Using the listing below, copy every line that mentions "state".

------------------------------------

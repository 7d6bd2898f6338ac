//! Test process supervisor
//!
//! Owns one host process and the channel it reports over.

use super::command::{ExecutionMode, LaunchCommand, LaunchOptions};
use super::events::{
    FailureKind, HostFailure, ProcessExit, SupervisorHandler, SupervisorId, SupervisorInfo,
};
use crate::ipc::{ChannelName, Connection, IpcError, IpcServer, Message, ProtocolError};
use crate::models::{exit_code, Handshake, HandshakeProperty, Module};
use futures::StreamExt;
use std::process::Stdio;
use std::sync::atomic::{AtomicBool, Ordering};
use std::sync::Arc;
use std::time::Duration;
use thiserror::Error;
use tokio::io::{AsyncBufReadExt, AsyncRead, AsyncWrite, BufReader};
use tokio::task::JoinSet;
use tokio_util::sync::CancellationToken;
use tracing::{debug, trace, warn};

/// Failures that abort the whole run rather than one supervisor
#[derive(Error, Debug)]
pub enum SupervisorError {
    #[error("Failed to create channel for {module}: {source}")]
    Channel {
        module: String,
        #[source]
        source: IpcError,
    },
}

/// Supervises one test module's host process
pub struct TestProcessSupervisor {
    info: SupervisorInfo,
    options: Arc<LaunchOptions>,
    channel: ChannelName,
}

impl TestProcessSupervisor {
    pub fn new(module: impl Into<Arc<Module>>, options: Arc<LaunchOptions>) -> Self {
        Self {
            info: SupervisorInfo {
                id: SupervisorId::next(),
                module: module.into(),
            },
            options,
            channel: ChannelName::random(),
        }
    }

    pub fn id(&self) -> SupervisorId {
        self.info.id
    }

    pub fn module(&self) -> &Module {
        &self.info.module
    }

    pub fn info(&self) -> &SupervisorInfo {
        &self.info
    }

    pub fn channel_name(&self) -> &ChannelName {
        &self.channel
    }

    /// Launch the host, pump its channel until it exits, report the exit
    ///
    /// Returns the host's exit code. Per-module failures are reported through
    /// the handler; only channel creation failures are returned as errors.
    pub async fn run(
        &self,
        mode: ExecutionMode,
        handler: Arc<dyn SupervisorHandler>,
        cancel: &CancellationToken,
    ) -> Result<i32, SupervisorError> {
        if cancel.is_cancelled() {
            debug!(supervisor = %self.info.id, "cancelled before launch");
            return Ok(exit_code::SUCCESS);
        }

        let module = &self.info.module;
        if !module.binary_path.exists() {
            let failure = HostFailure::new(
                FailureKind::Launch,
                format!("Test module not found: {}", module.display_path()),
            );
            warn!(supervisor = %self.info.id, "{failure}");
            handler.on_error(&self.info, &failure);
            return Ok(self.report_failed_launch(&*handler));
        }

        let server =
            IpcServer::bind(self.channel.clone()).map_err(|source| SupervisorError::Channel {
                module: module.display_path(),
                source,
            })?;

        let pump = Arc::new(Pump {
            info: self.info.clone(),
            handler: handler.clone(),
            mode,
            handshake_received: AtomicBool::new(false),
        });
        let stop = CancellationToken::new();
        let accept_task = tokio::spawn(accept_loop(
            server,
            pump.clone(),
            stop.clone(),
            self.options.drain_timeout,
        ));

        let command = LaunchCommand::build(module, &self.options, mode, &self.channel);
        debug!(supervisor = %self.info.id, mode = mode.name(), "launching {command}");

        let mut process = command.to_command();
        process
            .stdin(Stdio::null())
            .stdout(Stdio::piped())
            .stderr(Stdio::piped());

        let (code, stdout, stderr) = match process.spawn() {
            Ok(mut child) => {
                let out = child.stdout.take();
                let err = child.stderr.take();
                let (status, stdout, stderr) =
                    tokio::join!(child.wait(), collect_lines(out), collect_lines(err));
                let code = match status {
                    Ok(status) => status.code().unwrap_or(-1),
                    Err(e) => {
                        let failure = HostFailure::new(
                            FailureKind::Launch,
                            format!("Failed to wait for test host: {e}"),
                        );
                        handler.on_error(&self.info, &failure);
                        exit_code::GENERIC_FAILURE
                    }
                };
                (code, stdout, stderr)
            }
            Err(e) => {
                stop.cancel();
                let _ = accept_task.await;
                let failure = HostFailure::new(
                    FailureKind::Launch,
                    format!("Failed to start {}: {e}", command.program.to_string_lossy()),
                );
                warn!(supervisor = %self.info.id, "{failure}");
                handler.on_error(&self.info, &failure);
                return Ok(self.report_failed_launch(&*handler));
            }
        };

        debug!(supervisor = %self.info.id, code, "test host exited");
        stop.cancel();
        if let Err(e) = accept_task.await {
            warn!(supervisor = %self.info.id, "connection loop failed: {e}");
        }

        let handshake_received = pump.handshake_received.load(Ordering::Acquire);
        Ok(self.report_exit(&*handler, code, stdout, stderr, handshake_received))
    }

    fn report_failed_launch(&self, handler: &dyn SupervisorHandler) -> i32 {
        self.report_exit(
            handler,
            exit_code::GENERIC_FAILURE,
            Vec::new(),
            Vec::new(),
            false,
        )
    }

    fn report_exit(
        &self,
        handler: &dyn SupervisorHandler,
        exit_code: i32,
        stdout: Vec<String>,
        stderr: Vec<String>,
        handshake_received: bool,
    ) -> i32 {
        let exit = ProcessExit {
            exit_code,
            stdout,
            stderr,
            handshake_received,
        };
        handler.on_process_exit(&self.info, &exit);
        exit_code
    }
}

async fn collect_lines<R: AsyncRead + Unpin>(reader: Option<R>) -> Vec<String> {
    let Some(reader) = reader else {
        return Vec::new();
    };
    let mut lines = BufReader::new(reader).lines();
    let mut collected = Vec::new();
    while let Ok(Some(line)) = lines.next_line().await {
        if !line.trim().is_empty() {
            collected.push(line);
        }
    }
    collected
}

/// Accept connections until stopped, then give open pumps a bounded window to finish
async fn accept_loop(
    server: IpcServer,
    pump: Arc<Pump>,
    stop: CancellationToken,
    drain_timeout: Duration,
) {
    let channel = server.name().clone();
    let mut connections = Box::pin(server.listen());
    let mut pumps = JoinSet::new();

    loop {
        tokio::select! {
            biased;

            next = connections.next() => match next {
                Some(Ok(connection)) => {
                    let pump = pump.clone();
                    pumps.spawn(async move { pump.run(connection).await });
                }
                Some(Err(e)) => {
                    warn!(channel = %channel, "accept failed: {e}");
                    break;
                }
                None => break,
            },
            _ = stop.cancelled() => break,
            Some(joined) = pumps.join_next(), if !pumps.is_empty() => {
                if let Err(e) = joined {
                    warn!(channel = %channel, "connection pump failed: {e}");
                }
            }
        }
    }
    drop(connections);

    let drain = async { while pumps.join_next().await.is_some() {} };
    if tokio::time::timeout(drain_timeout, drain).await.is_err() {
        warn!(
            channel = %channel,
            "connections still open {}s after host exit, aborting",
            drain_timeout.as_secs()
        );
        pumps.shutdown().await;
    }
}

/// Serves every connection from one host process
struct Pump {
    info: SupervisorInfo,
    handler: Arc<dyn SupervisorHandler>,
    mode: ExecutionMode,
    handshake_received: AtomicBool,
}

impl Pump {
    async fn run<S>(&self, mut connection: Connection<S>)
    where
        S: AsyncRead + AsyncWrite + Unpin + Send,
    {
        if let Err(e) = self.serve(&mut connection).await {
            let failure = HostFailure::new(FailureKind::Protocol, e.to_string());
            warn!(supervisor = %self.info.id, "{failure}");
            self.handler.on_error(&self.info, &failure);
            let _ = connection.shutdown().await;
        }
    }

    async fn serve<S>(&self, connection: &mut Connection<S>) -> Result<(), IpcError>
    where
        S: AsyncRead + AsyncWrite + Unpin + Send,
    {
        let handshake = match connection.receive().await? {
            Some(Message::Handshake(handshake)) => handshake,
            Some(other) => return Err(ProtocolError::HandshakeRequired(other.kind()).into()),
            None => return Ok(()),
        };
        self.negotiate(connection, &handshake).await?;

        while let Some(message) = connection.receive().await? {
            match message {
                Message::Handshake(handshake) => self.negotiate(connection, &handshake).await?,
                other => {
                    let response = self.dispatch(other);
                    connection.send(&response).await?;
                }
            }
        }
        Ok(())
    }

    /// Answer a handshake; an unsupported version ends the connection
    async fn negotiate<S>(
        &self,
        connection: &mut Connection<S>,
        handshake: &Handshake,
    ) -> Result<(), IpcError>
    where
        S: AsyncRead + AsyncWrite + Unpin + Send,
    {
        trace!(supervisor = %self.info.id, "handshake: {handshake}");
        match handshake.negotiate() {
            Some(version) => {
                self.handshake_received.store(true, Ordering::Release);
                self.handler.on_handshake(&self.info, handshake);
                connection.send(&Message::Handshake(Handshake::reply(version))).await?;
                Ok(())
            }
            None => {
                connection.send(&Message::Handshake(Handshake::reply(""))).await?;
                let offered = handshake
                    .get(HandshakeProperty::SupportedProtocolVersions)
                    .unwrap_or_default()
                    .to_string();
                Err(ProtocolError::UnsupportedVersion(offered).into())
            }
        }
    }

    fn dispatch(&self, message: Message) -> Message {
        let help = self.mode == ExecutionMode::Help;
        match message {
            Message::CommandLineOptions(options) => {
                self.handler.on_command_line_options(&self.info, &options)
            }
            Message::DiscoveredTests(tests) if !help => {
                self.handler.on_discovered_tests(&self.info, &tests)
            }
            Message::TestResults(results) if !help => {
                self.handler.on_test_results(&self.info, &results)
            }
            Message::FileArtifacts(artifacts) if !help => {
                self.handler.on_file_artifacts(&self.info, &artifacts)
            }
            Message::SessionEvent(event) => self.handler.on_session_event(&self.info, &event),
            Message::Error(error) => {
                let failure = HostFailure::new(FailureKind::Host, error.message);
                self.handler.on_error(&self.info, &failure);
            }
            Message::Unknown { serializer_id } => {
                trace!(supervisor = %self.info.id, serializer_id, "skipping unsupported message");
            }
            other => {
                trace!(supervisor = %self.info.id, kind = other.kind(), "ignoring message");
            }
        }
        Message::Void
    }
}
impl PartialResult {
    /// Fields shared by both lists; returns false when the id is list-specific
    fn common(&mut self, id: u16, value: &[u8]) -> Result<bool, ProtocolError> {
        match id {
            result_field::UID => self.uid = Some(string_value(id, value)?),
            result_field::DISPLAY_NAME => self.display_name = Some(string_value(id, value)?),
            result_field::STATE => self.state = Some(TestState::try_from(byte_value(id, value)?)?),
            result_field::DURATION => self.duration_ticks = long_value(id, value)?,
            result_field::REASON => self.reason = Some(string_value(id, value)?),
            _ => return Ok(false),
        }
        Ok(true)
    }

    fn into_details(self, message: &'static str) -> Result<TestResultDetails, ProtocolError> {
        let uid = required(self.uid, message, "Uid")?;
        Ok(TestResultDetails {
            display_name: self.display_name.unwrap_or_else(|| uid.clone()),
            uid,
            state: required(self.state, message, "State")?,
            duration_ticks: self.duration_ticks,
            reason: self.reason,
            stdout: self.stdout,
            stderr: self.stderr,
            session_uid: self.session_uid,
        })
    }
}

impl WireMessage for TestResultMessages {
    const SERIALIZER_ID: i32 = serializer_id::TEST_RESULTS;

    fn encode(&self, out: &mut BytesMut) {
        let successful: Vec<&TestResultDetails> = self.successful().collect();
        let failed: Vec<&TestResult> = self.failed().collect();

        let mut writer = ObjectWriter::new();
        writer
            .opt_string(1, self.execution_id.as_deref())
            .list(2, &successful, |details, w| {
                write_common(details, w);
                w.opt_string(result_field::SUCCESSFUL_STDOUT, details.stdout.as_deref())
                    .opt_string(result_field::SUCCESSFUL_STDERR, details.stderr.as_deref())
                    .opt_string(
                        result_field::SUCCESSFUL_SESSION_UID,
                        details.session_uid.as_deref(),
                    );
            })
            .list(3, &failed, |result, w| {
                let details = result.details();
                write_common(details, w);
                if let TestResult::Failed {
                    error_message,
                    error_stack_trace,
                    ..
                } = result
                {
                    w.opt_string(result_field::FAILED_ERROR_MESSAGE, error_message.as_deref())
                        .opt_string(
                            result_field::FAILED_ERROR_STACK_TRACE,
                            error_stack_trace.as_deref(),
                        );
                }
                w.opt_string(result_field::FAILED_STDOUT, details.stdout.as_deref())
                    .opt_string(result_field::FAILED_STDERR, details.stderr.as_deref())
                    .opt_string(result_field::FAILED_SESSION_UID, details.session_uid.as_deref());
            });
        writer.finish(out);
    }

    fn decode(payload: &[u8]) -> Result<Self, ProtocolError> {
        let mut message = TestResultMessages::default();
        let mut successful = Vec::new();
        let mut failed = Vec::new();

        Reader::new(payload).fields(|id, value| {
            match id {
                1 => message.execution_id = Some(string_value(id, value)?),
                2 => {
                    successful = list_value(value, |reader| {
                        let mut partial = PartialResult::default();
                        reader.fields(|id, value| {
                            if !partial.common(id, value)? {
                                match id {
                                    result_field::SUCCESSFUL_STDOUT => {
                                        partial.stdout = Some(string_value(id, value)?)
                                    }
                                    result_field::SUCCESSFUL_STDERR => {
                                        partial.stderr = Some(string_value(id, value)?)
                                    }
                                    result_field::SUCCESSFUL_SESSION_UID => {
                                        partial.session_uid = Some(string_value(id, value)?)
                                    }
                                    _ => {}
                                }
                            }
                            Ok(())
                        })?;
                        Ok(TestResult::Successful(
                            partial.into_details("SuccessfulTestResult")?,
                        ))
                    })?
                }
                3 => {
                    failed = list_value(value, |reader| {
                        let mut partial = PartialResult::default();
                        reader.fields(|id, value| {
                            if !partial.common(id, value)? {
                                match id {
                                    result_field::FAILED_ERROR_MESSAGE => {
                                        partial.error_message = Some(string_value(id, value)?)
                                    }
                                    result_field::FAILED_ERROR_STACK_TRACE => {
                                        partial.error_stack_trace = Some(string_value(id, value)?)
                                    }
                                    result_field::FAILED_STDOUT => {
                                        partial.stdout = Some(string_value(id, value)?)
                                    }
                                    result_field::FAILED_STDERR => {
                                        partial.stderr = Some(string_value(id, value)?)
                                    }
                                    result_field::FAILED_SESSION_UID => {
                                        partial.session_uid = Some(string_value(id, value)?)
                                    }
                                    _ => {}
                                }
                            }
                            Ok(())
                        })?;
                        let error_message = partial.error_message.take();
                        let error_stack_trace = partial.error_stack_trace.take();
                        Ok(TestResult::Failed {
                            details: partial.into_details("FailedTestResult")?,
                            error_message,
                            error_stack_trace,
                        })
                    })?
                }
                _ => {}
            }
            Ok(())
        })?;

        successful.append(&mut failed);
        message.results = successful;
        Ok(message)
    }
}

------------------------------------

Task answer ▸
            result_field::STATE => self.state = Some(TestState::try_from(byte_value(id, value)?)?),
            state: required(self.state, message, "State")?,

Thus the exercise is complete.